Question

Let $S$ be the set of all real numbers. Then what is the relation $R=\left\{\right(a,b):1+ab>0\}$ on $S$.

• A. Reflexive and symmetric but not transitive
• B. Reflexive and transitive but not symmetric
• C. Symmetric, transitive but not reflexive
• D. Reflexive, transitive and symmetric
• E. None of the above is true

Answer 1

The correct option is A

Reflexive and symmetric but not transitive

Explanation of correct answer :

Determining the relation $R$ on $S$.

Given, $R=\left\{\right(a,b):1+ab>0\}$ on $S$

If $(a,a)$ satisfies the relation, the relation $R$ will be reflexive.

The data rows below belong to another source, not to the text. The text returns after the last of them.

use prism_models::{CurrentUser, Semester};
use serde::Serialize;
use utoipa::ToSchema;

/// Landing data: who is signed in and which semesters they teach.
#[derive(Debug, Serialize, ToSchema)]
pub struct Overview {
    pub user: CurrentUser,
    pub semesters: Vec<Semester>,
}
pub mod controller;
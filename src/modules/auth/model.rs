use chrono::{DateTime, Utc};
use prism_auth::SessionState;
use prism_models::LoginUser;
use serde::{Deserialize, Serialize};
use utoipa::{IntoParams, ToSchema};

#[derive(Debug, Serialize, ToSchema)]
pub struct HealthResponse {
    pub status: &'static str,
    pub version: &'static str,
}

/// What the login page needs to render the Google Sign-In button.
#[derive(Debug, Serialize, ToSchema)]
pub struct LoginInfo {
    pub google_client_id: Option<String>,
    /// Current state of the browser's session cookies
    pub session: SessionState,
}

/// Returned after a successful sign-in. Tokens travel only as cookies.
#[derive(Debug, Serialize, ToSchema)]
pub struct SessionInfo {
    pub user: LoginUser,
    pub access_expiration: Option<DateTime<Utc>>,
    pub refresh_expiration: Option<DateTime<Utc>>,
    /// Where the client should go next
    pub redirect: String,
}

#[derive(Debug, Default, Deserialize, IntoParams)]
#[into_params(parameter_in = Query)]
pub struct RefreshParams {
    /// Same-site path to return to after the refresh
    pub next: Option<String>,
}
use prism_core::{Page, PageParams};
use prism_models::{
    AnalysisRun, AssignmentId, ConfirmedCheater, CourseId, FlaggedStudent, ProfessorId,
    SemesterId, SimilarityPair,
};
use tracing::info;

use crate::client::{BackendClient, decode};
use crate::endpoints::Listing;
use crate::error::ClientError;
use crate::session::Session;

impl BackendClient {
    /// Similarity pairs for an assignment, highest percentage first.
    pub async fn similarity_pairs(
        &self,
        session: &Session,
        assignment: AssignmentId,
        params: &PageParams,
    ) -> Result<Page<SimilarityPair>, ClientError> {
        let mut query = vec![
            ("assignment", assignment.to_string()),
            ("ordering", "-percentage".to_string()),
        ];
        query.extend(params.to_query());

        let listing: Listing<SimilarityPair> = self
            .get_json(session, "/api/cheating/submission-similarity-pairs/", &query)
            .await?;
        Ok(listing.into_page())
    }

    /// Walks the pair pages until a pair falls below `threshold`.
    ///
    /// Pairs arrive sorted by descending percentage, so the first pair
    /// under the threshold ends the scan.
    pub async fn alerts(
        &self,
        session: &Session,
        assignment: AssignmentId,
        threshold: u8,
    ) -> Result<Vec<SimilarityPair>, ClientError> {
        let mut alerts = Vec::new();
        let mut params = PageParams {
            page: Some(1),
            page_size: Some(prism_core::pagination::MAX_PAGE_SIZE),
        };

        loop {
            let page = self.similarity_pairs(session, assignment, &params).await?;
            let more = page.has_more();
            let before = alerts.len();
            let total = page.results.len();
            alerts.extend(page.results.into_iter().filter(|p| p.is_alert(threshold)));

            if !more || alerts.len() - before < total {
                break;
            }
            params.page = Some(params.page() + 1);
        }

        Ok(alerts)
    }

    pub async fn flagged_students(
        &self,
        session: &Session,
        professor: Option<ProfessorId>,
    ) -> Result<Vec<FlaggedStudent>, ClientError> {
        let query: Vec<(&str, String)> = professor
            .map(|p| vec![("professor", p.to_string())])
            .unwrap_or_default();
        let listing: Listing<FlaggedStudent> = self
            .get_json(session, "/api/cheating/flagged-students/", &query)
            .await?;
        Ok(listing.into_vec())
    }

    pub async fn confirmed_cheaters(
        &self,
        session: &Session,
        assignment: Option<AssignmentId>,
    ) -> Result<Vec<ConfirmedCheater>, ClientError> {
        let query: Vec<(&str, String)> = assignment
            .map(|a| vec![("assignment", a.to_string())])
            .unwrap_or_default();
        let listing: Listing<ConfirmedCheater> = self
            .get_json(session, "/api/cheating/confirmed-cheaters/", &query)
            .await?;
        Ok(listing.into_vec())
    }

    /// Triggers the comparison pipeline for one course offering.
    ///
    /// Runs synchronously on the backend and can take minutes, so it gets
    /// the pipeline timeout instead of the per-request one.
    pub async fn run_pipeline(
        &self,
        session: &Session,
        course: CourseId,
        semester: SemesterId,
    ) -> Result<AnalysisRun, ClientError> {
        let url = self.url(&format!("/api/cheating/{course}/{semester}/run-pipeline/"))?;
        let timeout = self.pipeline_timeout();
        let response = self
            .send_authed(session, |http| Ok(http.get(url.clone()).timeout(timeout)))
            .await?;
        let run: AnalysisRun = decode(response).await?;
        info!(%course, %semester, status = %run.status, duration_s = ?run.duration_s, "analysis pipeline finished");
        Ok(run)
    }
}
pub mod controller;
pub mod router;

pub use router::init_semesters_router;
//! Plain-text tables.

use prism_core::Page;
use prism_models::{
    Assignment, ConfirmedCheater, Course, FlaggedStudent, Semester, SimilarityPair, Student,
};

fn pad_row<S: AsRef<str>>(cells: &[S], widths: &[usize]) -> String {
    cells
        .iter()
        .zip(widths)
        .map(|(cell, width)| format!("{:<width$}", cell.as_ref()))
        .collect::<Vec<_>>()
        .join("  ")
        .trim_end()
        .to_string()
}

/// Left-aligned columns padded to the widest cell.
pub fn table(headers: &[&str], rows: &[Vec<String>]) -> String {
    let mut widths: Vec<usize> = headers.iter().map(|h| h.chars().count()).collect();
    for row in rows {
        for (width, cell) in widths.iter_mut().zip(row) {
            *width = (*width).max(cell.chars().count());
        }
    }

    let rule: Vec<String> = widths.iter().map(|w| "-".repeat(*w)).collect();
    let mut out = Vec::with_capacity(rows.len() + 2);
    out.push(pad_row(headers, &widths));
    out.push(pad_row(&rule, &widths));
    out.extend(rows.iter().map(|row| pad_row(row, &widths)));
    out.join("\n")
}

fn or_dash<T: ToString>(value: Option<T>) -> String {
    value.map(|v| v.to_string()).unwrap_or_else(|| "-".to_string())
}

pub fn semesters(items: &[Semester]) -> String {
    let rows: Vec<Vec<String>> = items
        .iter()
        .map(|s| vec![s.id.to_string(), s.name.clone(), or_dash(s.year), or_dash(s.term.as_deref())])
        .collect();
    table(&["ID", "NAME", "YEAR", "TERM"], &rows)
}

pub fn courses(items: &[Course]) -> String {
    let rows: Vec<Vec<String>> = items
        .iter()
        .map(|c| vec![c.id.to_string(), c.display_name()])
        .collect();
    table(&["ID", "COURSE"], &rows)
}

pub fn assignments(items: &[Assignment]) -> String {
    let rows: Vec<Vec<String>> = items
        .iter()
        .map(|a| {
            vec![
                a.id.to_string(),
                a.label(),
                or_dash(a.due_date),
                or_dash(a.language.as_deref()),
            ]
        })
        .collect();
    table(&["ID", "ASSIGNMENT", "DUE", "LANGUAGE"], &rows)
}

pub fn students(items: &[Student]) -> String {
    let rows: Vec<Vec<String>> = items
        .iter()
        .map(|s| vec![s.id.to_string(), s.full_name(), or_dash(s.email.as_deref())])
        .collect();
    table(&["ID", "NAME", "EMAIL"], &rows)
}

pub fn pairs(items: &[SimilarityPair]) -> String {
    let rows: Vec<Vec<String>> = items
        .iter()
        .map(|p| {
            vec![
                p.id.to_string(),
                format!("{:.0}%", p.percentage),
                p.submission_id_1.to_string(),
                p.submission_id_2.to_string(),
                p.file_name.clone(),
            ]
        })
        .collect();
    table(&["ID", "MATCH", "SUBMISSION A", "SUBMISSION B", "FILE"], &rows)
}

/// Pairs plus a `page N of M` footer.
pub fn pair_page(page: &Page<SimilarityPair>, page_number: u32, page_size: u32) -> String {
    let pages = page.count.div_ceil(u64::from(page_size.max(1))).max(1);
    format!(
        "{}\n\npage {page_number} of {pages} ({} pairs)",
        pairs(&page.results),
        page.count
    )
}

pub fn flagged(items: &[FlaggedStudent]) -> String {
    let rows: Vec<Vec<String>> = items
        .iter()
        .map(|f| {
            vec![
                f.id.to_string(),
                f.student.to_string(),
                or_dash(f.similarity),
                if f.generative_ai { "yes" } else { "no" }.to_string(),
            ]
        })
        .collect();
    table(&["ID", "STUDENT", "PAIR", "GEN AI"], &rows)
}

pub fn confirmed(items: &[ConfirmedCheater]) -> String {
    let rows: Vec<Vec<String>> = items
        .iter()
        .map(|c| {
            vec![
                c.id.to_string(),
                c.student.to_string(),
                c.assignment.to_string(),
                format!("{}%", c.threshold_used),
                c.confirmed_date.to_string(),
            ]
        })
        .collect();
    table(&["ID", "STUDENT", "ASSIGNMENT", "THRESHOLD", "CONFIRMED"], &rows)
}
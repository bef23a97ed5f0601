//! Session state check.
//!
//! Every protected request, in the server and in the CLI, starts here. The
//! pair of tokens is classified into exactly one of four states and each
//! state maps to one action:
//!
//! | State                         | Action            | Location   |
//! |-------------------------------|-------------------|------------|
//! | `NoTokens`                    | `RedirectLogin`   | `/login`   |
//! | `AccessValid`                 | `Continue`        |            |
//! | `AccessExpiredRefreshValid`   | `RedirectRefresh` | `/refresh` |
//! | `BothExpired`                 | `RedirectLogout`  | `/logout`  |
//!
//! A token that is present but cannot be decoded counts as expired. A
//! missing access token next to a live refresh token is treated like an
//! expired one, so the user is refreshed rather than sent to login.

use chrono::Utc;
use prism_config::SessionConfig;
use serde::Serialize;
use utoipa::ToSchema;

use crate::jwt::is_token_valid;

#[derive(Debug, Clone, Copy, PartialEq, Eq, Hash, Serialize, ToSchema)]
#[serde(rename_all = "snake_case")]
pub enum SessionState {
    NoTokens,
    AccessValid,
    AccessExpiredRefreshValid,
    BothExpired,
}

#[derive(Debug, Clone, Copy, PartialEq, Eq, Hash, Serialize, ToSchema)]
#[serde(rename_all = "snake_case")]
pub enum SessionAction {
    Continue,
    RedirectLogin,
    RedirectRefresh,
    RedirectLogout,
}

fn present(token: Option<&str>) -> Option<&str> {
    token.map(str::trim).filter(|t| !t.is_empty())
}

impl SessionState {
    /// Classifies a token pair at `now` (Unix seconds).
    pub fn classify(
        access: Option<&str>,
        refresh: Option<&str>,
        now: i64,
        leeway_secs: i64,
    ) -> Self {
        let access = present(access);
        let refresh = present(refresh);

        if access.is_none() && refresh.is_none() {
            return SessionState::NoTokens;
        }

        if access.is_some_and(|t| is_token_valid(t, now, leeway_secs)) {
            return SessionState::AccessValid;
        }

        if refresh.is_some_and(|t| is_token_valid(t, now, leeway_secs)) {
            SessionState::AccessExpiredRefreshValid
        } else {
            SessionState::BothExpired
        }
    }

    /// Classifies against the wall clock with the configured leeway.
    pub fn classify_now(access: Option<&str>, refresh: Option<&str>, config: &SessionConfig) -> Self {
        Self::classify(
            access,
            refresh,
            Utc::now().timestamp(),
            config.expiry_leeway_secs,
        )
    }

    pub fn action(self) -> SessionAction {
        match self {
            SessionState::NoTokens => SessionAction::RedirectLogin,
            SessionState::AccessValid => SessionAction::Continue,
            SessionState::AccessExpiredRefreshValid => SessionAction::RedirectRefresh,
            SessionState::BothExpired => SessionAction::RedirectLogout,
        }
    }
}

impl SessionAction {
    /// Route the user is sent to, `None` for [`SessionAction::Continue`].
    pub fn location(self) -> Option<&'static str> {
        match self {
            SessionAction::Continue => None,
            SessionAction::RedirectLogin => Some("/login"),
            SessionAction::RedirectRefresh => Some("/refresh"),
            SessionAction::RedirectLogout => Some("/logout"),
        }
    }
}

impl std::fmt::Display for SessionState {
    fn fmt(&self, f: &mut std::fmt::Formatter<'_>) -> std::fmt::Result {
        let label = match self {
            SessionState::NoTokens => "not signed in",
            SessionState::AccessValid => "signed in",
            SessionState::AccessExpiredRefreshValid => "access expired, refresh available",
            SessionState::BothExpired => "session expired",
        };
        f.write_str(label)
    }
}
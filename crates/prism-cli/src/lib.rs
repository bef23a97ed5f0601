//! # PRISM CLI
//!
//! Terminal front end for the similarity review dashboard. It talks to the
//! same backend as the web dashboard and applies the same session state
//! check before every command.
//!
//! - [`credentials`]: Token file on disk
//! - [`session`]: Session check, refresh and persistence
//! - [`render`]: Plain-text tables for backend records

pub mod credentials;
pub mod render;
pub mod session;
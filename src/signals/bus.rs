//! # Signal bus contract.
//!
//! [`SignalBus`] abstracts the platform's named-signal transport.
//!
//! ## Rules
//! - **Synchronous**: `post()` runs every handler of that name on the calling
//!   thread, in subscription order, before returning.
//! - **Silent when idle**: posting a name nobody subscribed to is a no-op.
//! - **No unsubscribe**: subscriptions live as long as the bus.
//! - **Re-entrant**: handler lists are snapshotted before invocation, so a
//!   handler may post or subscribe without deadlocking the bus.

use std::collections::HashMap;
use std::fmt;
use std::sync::{Arc, PoisonError, RwLock};

use crate::error::BusError;

use super::{SignalName, SignalNames};

/// Callback invoked once per posted occurrence of a subscribed name.
pub type SignalHandler = Arc<dyn Fn(&SignalName) + Send + Sync>;

/// Which implementation backs a bus.
#[derive(Debug, Clone, Copy, PartialEq, Eq)]
pub enum BusKind {
    /// Platform-driven lifecycle signals.
    Native,
    /// Host-driven emulation.
    Emulated,
}

impl fmt::Display for BusKind {
    fn fmt(&self, f: &mut fmt::Formatter<'_>) -> fmt::Result {
        f.write_str(match self {
            BusKind::Native => "native",
            BusKind::Emulated => "emulated",
        })
    }
}

/// Named-signal publish/subscribe transport.
pub trait SignalBus: Send + Sync {
    /// Naming scheme carried by this bus.
    fn names(&self) -> &SignalNames;

    /// Implementation kind (for logs).
    fn kind(&self) -> BusKind;

    /// Registers `handler` for every future post of `name`.
    fn subscribe(&self, name: SignalName, handler: SignalHandler) -> Result<(), BusError>;

    /// Runs all handlers subscribed to `name`, synchronously, in subscription order.
    fn post(&self, name: &SignalName);
}

/// Subscription table shared by both bus implementations.
#[derive(Default)]
pub(crate) struct HandlerTable {
    handlers: RwLock<HashMap<SignalName, Vec<SignalHandler>>>,
}

impl HandlerTable {
    pub(crate) fn subscribe(&self, name: SignalName, handler: SignalHandler) {
        let mut g = self
            .handlers
            .write()
            .unwrap_or_else(PoisonError::into_inner);
        g.entry(name).or_default().push(handler);
    }

    /// Invokes the handlers of `name`; returns how many ran.
    pub(crate) fn post(&self, name: &SignalName) -> usize {
        let snapshot: Vec<SignalHandler> = {
            let g = self.handlers.read().unwrap_or_else(PoisonError::into_inner);
            match g.get(name) {
                Some(list) => list.clone(),
                None => return 0,
            }
        };
        for handler in &snapshot {
            handler(name);
        }
        snapshot.len()
    }

    #[cfg(test)]
    pub(crate) fn subscriber_count(&self, name: &SignalName) -> usize {
        let g = self.handlers.read().unwrap_or_else(PoisonError::into_inner);
        g.get(name).map_or(0, Vec::len)
    }
}
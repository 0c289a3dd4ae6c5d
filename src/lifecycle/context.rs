//! # Platform context token.
//!
//! [`PlatformContext`] is handed to every lifecycle handler. The dispatcher
//! never looks inside it; hosts attach whatever platform handle their
//! observers need (an extension object, a window, a runtime handle).

use std::any::Any;
use std::fmt;
use std::sync::Arc;

/// Opaque, cheaply cloneable platform token.
#[derive(Clone)]
pub struct PlatformContext {
    platform: Arc<str>,
    handle: Option<Arc<dyn Any + Send + Sync>>,
}

impl PlatformContext {
    /// Creates a context labelled with the platform name.
    pub fn new(platform: impl Into<Arc<str>>) -> Self {
        Self {
            platform: platform.into(),
            handle: None,
        }
    }

    /// Attaches a platform handle.
    #[must_use]
    pub fn with_handle<T: Any + Send + Sync>(mut self, handle: T) -> Self {
        self.handle = Some(Arc::new(handle));
        self
    }

    /// Platform label.
    #[inline]
    pub fn platform(&self) -> &str {
        &self.platform
    }

    /// Returns the attached handle if it is a `T`.
    pub fn handle<T: Any>(&self) -> Option<&T> {
        self.handle.as_deref()?.downcast_ref::<T>()
    }
}

impl Default for PlatformContext {
    fn default() -> Self {
        Self::new("unknown")
    }
}

impl fmt::Debug for PlatformContext {
    fn fmt(&self, f: &mut fmt::Formatter<'_>) -> fmt::Result {
        f.debug_struct("PlatformContext")
            .field("platform", &self.platform)
            .field("has_handle", &self.handle.is_some())
            .finish()
    }
}
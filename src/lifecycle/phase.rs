//! # Lifecycle phases.
//!
//! [`LifecyclePhase`] is a closed set: every signal a bus carries is either one
//! of these five phases or ignored.

use std::fmt;

use super::{Lifecycle, PlatformContext};

/// Canonical application-state transition.
#[derive(Debug, Clone, Copy, PartialEq, Eq, Hash)]
pub enum LifecyclePhase {
    /// Application finished launching.
    DidFinishLaunching,
    /// Application became active (receives input).
    DidBecomeActive,
    /// Application is about to stop being active.
    WillResignActive,
    /// Application is about to move from background to foreground.
    ///
    /// Subject to suppression: never delivered before the first
    /// [`LifecyclePhase::DidEnterBackground`].
    WillEnterForeground,
    /// Application moved to the background.
    DidEnterBackground,
}

impl LifecyclePhase {
    /// All phases, in subscription order.
    pub const ALL: [LifecyclePhase; 5] = [
        LifecyclePhase::DidFinishLaunching,
        LifecyclePhase::DidBecomeActive,
        LifecyclePhase::WillResignActive,
        LifecyclePhase::WillEnterForeground,
        LifecyclePhase::DidEnterBackground,
    ];

    /// Returns a short stable label (snake_case) for use in logs.
    pub fn as_label(self) -> &'static str {
        match self {
            LifecyclePhase::DidFinishLaunching => "did_finish_launching",
            LifecyclePhase::DidBecomeActive => "did_become_active",
            LifecyclePhase::WillResignActive => "will_resign_active",
            LifecyclePhase::WillEnterForeground => "will_enter_foreground",
            LifecyclePhase::DidEnterBackground => "did_enter_background",
        }
    }

    /// Invokes the one handler of `target` matching this phase.
    #[inline]
    pub fn notify(self, target: &dyn Lifecycle, ctx: &PlatformContext) {
        match self {
            LifecyclePhase::DidFinishLaunching => target.did_finish_launching(ctx),
            LifecyclePhase::DidBecomeActive => target.did_become_active(ctx),
            LifecyclePhase::WillResignActive => target.will_resign_active(ctx),
            LifecyclePhase::WillEnterForeground => target.will_enter_foreground(ctx),
            LifecyclePhase::DidEnterBackground => target.did_enter_background(ctx),
        }
    }
}

impl fmt::Display for LifecyclePhase {
    fn fmt(&self, f: &mut fmt::Formatter<'_>) -> fmt::Result {
        f.write_str(self.as_label())
    }
}

#[cfg(test)]
mod tests {
    use super::*;
    use std::sync::Mutex;

    #[derive(Default)]
    struct Recorder {
        calls: Mutex<Vec<&'static str>>,
    }

    impl Recorder {
        fn push(&self, label: &'static str) {
            self.calls.lock().unwrap().push(label);
        }
    }

    impl Lifecycle for Recorder {
        fn did_finish_launching(&self, _: &PlatformContext) {
            self.push("launch");
        }
        fn did_become_active(&self, _: &PlatformContext) {
            self.push("active");
        }
        fn will_resign_active(&self, _: &PlatformContext) {
            self.push("resign");
        }
        fn will_enter_foreground(&self, _: &PlatformContext) {
            self.push("foreground");
        }
        fn did_enter_background(&self, _: &PlatformContext) {
            self.push("background");
        }
    }

    #[test]
    fn test_notify_calls_exactly_matching_handler() {
        let expected = ["launch", "active", "resign", "foreground", "background"];
        let ctx = PlatformContext::default();

        for (phase, label) in LifecyclePhase::ALL.into_iter().zip(expected) {
            let rec = Recorder::default();
            phase.notify(&rec, &ctx);
            assert_eq!(*rec.calls.lock().unwrap(), vec![label], "phase {phase}");
        }
    }

    #[test]
    fn test_labels_are_unique() {
        let mut labels: Vec<_> = LifecyclePhase::ALL.iter().map(|p| p.as_label()).collect();
        labels.sort_unstable();
        labels.dedup();
        assert_eq!(labels.len(), LifecyclePhase::ALL.len());
    }
}
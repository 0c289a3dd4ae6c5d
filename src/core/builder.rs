//! # Monitor builder.
//!
//! Wires the pieces together: capability check → signal source → dispatcher.
//!
//! ```text
//! MonitorBuilder::new(cfg)
//!     .with_registry(registry)     (required)
//!     .with_context(ctx)           (optional)
//!     .build()
//!         ├─► SignalSource::select(&cfg)      (once)
//!         └─► LifecycleDispatcher::with_context(bus, registry, ctx)
//! ```

use std::sync::Arc;

use tracing::info;

use crate::error::DispatchError;
use crate::lifecycle::PlatformContext;
use crate::observers::ObserverRegistry;
use crate::signals::{LegacyNotifier, NativeBus, SignalSource};

use super::{Config, LifecycleDispatcher};

/// Builder for a [`Monitor`].
pub struct MonitorBuilder {
    cfg: Config,
    registry: Option<Arc<dyn ObserverRegistry>>,
    context: PlatformContext,
}

impl MonitorBuilder {
    /// Creates a new builder with the given configuration.
    pub fn new(cfg: Config) -> Self {
        Self {
            cfg,
            registry: None,
            context: PlatformContext::default(),
        }
    }

    /// Sets the registry whose observers receive lifecycle phases.
    pub fn with_registry(mut self, registry: Arc<dyn ObserverRegistry>) -> Self {
        self.registry = Some(registry);
        self
    }

    /// Sets the context handed to every observer handler.
    pub fn with_context(mut self, context: PlatformContext) -> Self {
        self.context = context;
        self
    }

    /// Selects the signal source and subscribes the dispatcher to it.
    ///
    /// # Errors
    /// [`DispatchError::MissingRegistry`] without a registry, or any
    /// construction error of [`LifecycleDispatcher`].
    pub fn build(self) -> Result<Monitor, DispatchError> {
        let registry = self.registry.ok_or(DispatchError::MissingRegistry)?;
        let source = SignalSource::select(&self.cfg);
        let dispatcher = LifecycleDispatcher::with_context(source.bus(), registry, self.context)?;

        info!(bus = %source.kind(), "lifecycle monitor ready");
        Ok(Monitor { dispatcher, source })
    }
}

/// A dispatcher bound to the signal source selected for this process.
#[derive(Clone)]
pub struct Monitor {
    dispatcher: Arc<LifecycleDispatcher>,
    source: SignalSource,
}

impl Monitor {
    /// Shorthand for [`MonitorBuilder::new`].
    pub fn builder(cfg: Config) -> MonitorBuilder {
        MonitorBuilder::new(cfg)
    }

    /// The dispatcher.
    pub fn dispatcher(&self) -> &Arc<LifecycleDispatcher> {
        &self.dispatcher
    }

    /// The selected signal source.
    pub fn source(&self) -> &SignalSource {
        &self.source
    }

    /// Host entry points; `None` on platforms with native signals.
    pub fn notifier(&self) -> Option<LegacyNotifier> {
        self.source.notifier()
    }

    /// Native bus to pump and feed; `None` on emulated platforms.
    pub fn native(&self) -> Option<&Arc<NativeBus>> {
        self.source.native()
    }
}
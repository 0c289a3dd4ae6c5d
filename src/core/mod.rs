//! Core runtime: configuration, the lifecycle dispatcher and the monitor builder.
//!
//! ## Wiring
//! ```text
//! Config ──► MonitorBuilder::build()
//!               ├─► SignalSource::select()  ─► NativeBus | EmulatedBus
//!               └─► LifecycleDispatcher     ─► subscribes the five names
//!                        └─► ObserverRegistry::apply(visitor) per delivered phase
//! ```

mod builder;
mod config;
mod dispatcher;

pub use builder::{Monitor, MonitorBuilder};
pub use config::Config;
pub use dispatcher::LifecycleDispatcher;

$$\begin{gathered} 1+1\times 1>0 \\ 1+a\times a>0 \\ (a,a)\in S \end{gathered}$$

Hence, $R$ is reflexive on $S$.

If $(a,b)$ and $(b,a)$ satisfies the relation, the relation $R$ will be symmetric.

$$\begin{gathered} 1+ab>0 \\ 1+ba>0 \\ (a,b)\in S \\ (b,a)\in S \end{gathered}$$

Hence, $R$ is symmetric on $S$.

If $(a,b)$, $(b,a)$, $(c,a)$ satisfies the relation, the relation $R$ will be transitive.

$$\begin{gathered} \left(a,b\right)\in S \\ (b,a)\in S \\ (c,a)\in S \end{gathered}$$

It is not transitive.

Thus,$R$ is Reflexive and symmetric but not transitive on $S$.

Hence, the correct option is Option (A).